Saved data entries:
Content starts

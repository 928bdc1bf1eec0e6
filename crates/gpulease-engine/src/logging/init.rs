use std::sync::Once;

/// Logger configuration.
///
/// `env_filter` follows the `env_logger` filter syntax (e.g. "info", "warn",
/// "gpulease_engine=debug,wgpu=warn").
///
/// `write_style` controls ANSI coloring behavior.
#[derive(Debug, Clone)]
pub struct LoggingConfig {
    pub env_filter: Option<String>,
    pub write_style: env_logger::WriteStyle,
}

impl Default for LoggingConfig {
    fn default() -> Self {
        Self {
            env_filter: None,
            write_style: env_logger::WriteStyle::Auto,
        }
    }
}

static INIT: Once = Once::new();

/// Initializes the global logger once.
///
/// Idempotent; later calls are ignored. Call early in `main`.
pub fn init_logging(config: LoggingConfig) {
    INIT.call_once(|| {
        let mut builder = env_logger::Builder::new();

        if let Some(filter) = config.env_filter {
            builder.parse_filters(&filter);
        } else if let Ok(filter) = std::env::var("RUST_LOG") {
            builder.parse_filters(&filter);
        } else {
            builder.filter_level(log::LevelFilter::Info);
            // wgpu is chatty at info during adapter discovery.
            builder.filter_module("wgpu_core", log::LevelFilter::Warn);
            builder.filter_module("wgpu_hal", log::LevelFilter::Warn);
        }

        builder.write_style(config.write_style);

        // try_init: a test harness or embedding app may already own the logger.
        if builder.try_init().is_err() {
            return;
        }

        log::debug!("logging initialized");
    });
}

Content ends

WORK ITEM –
Without altering anything, print all of the data again.

RESULT BELOW –
repository 928bdc1bf1eec0e6
filename crates/gpulease-engine/src/logging/init.rs
use std::sync::Once;

/// Logger configuration.
///
/// `env_filter` follows the `env_logger` filter syntax (e.g. "info", "warn",
/// "gpulease_engine=debug,wgpu=warn").
///
/// `write_style` controls ANSI coloring behavior.
#[derive(Debug, Clone)]
pub struct LoggingConfig {
    pub env_filter: Option<String>,
    pub write_style: env_logger::WriteStyle,
}

impl Default for LoggingConfig {
    fn default() -> Self {
        Self {
            env_filter: None,
            write_style: env_logger::WriteStyle::Auto,
        }
    }
}

static INIT: Once = Once::new();

/// Initializes the global logger once.
///
/// Idempotent; later calls are ignored. Call early in `main`.
pub fn init_logging(config: LoggingConfig) {
    INIT.call_once(|| {
        let mut builder = env_logger::Builder::new();

        if let Some(filter) = config.env_filter {
            builder.parse_filters(&filter);
        } else if let Ok(filter) = std::env::var("RUST_LOG") {
            builder.parse_filters(&filter);
        } else {
            builder.filter_level(log::LevelFilter::Info);
            // wgpu is chatty at info during adapter discovery.
            builder.filter_module("wgpu_core", log::LevelFilter::Warn);
            builder.filter_module("wgpu_hal", log::LevelFilter::Warn);
        }

        builder.write_style(config.write_style);

        // try_init: a test harness or embedding app may already own the logger.
        if builder.try_init().is_err() {
            return;
        }

        log::debug!("logging initialized");
    });
}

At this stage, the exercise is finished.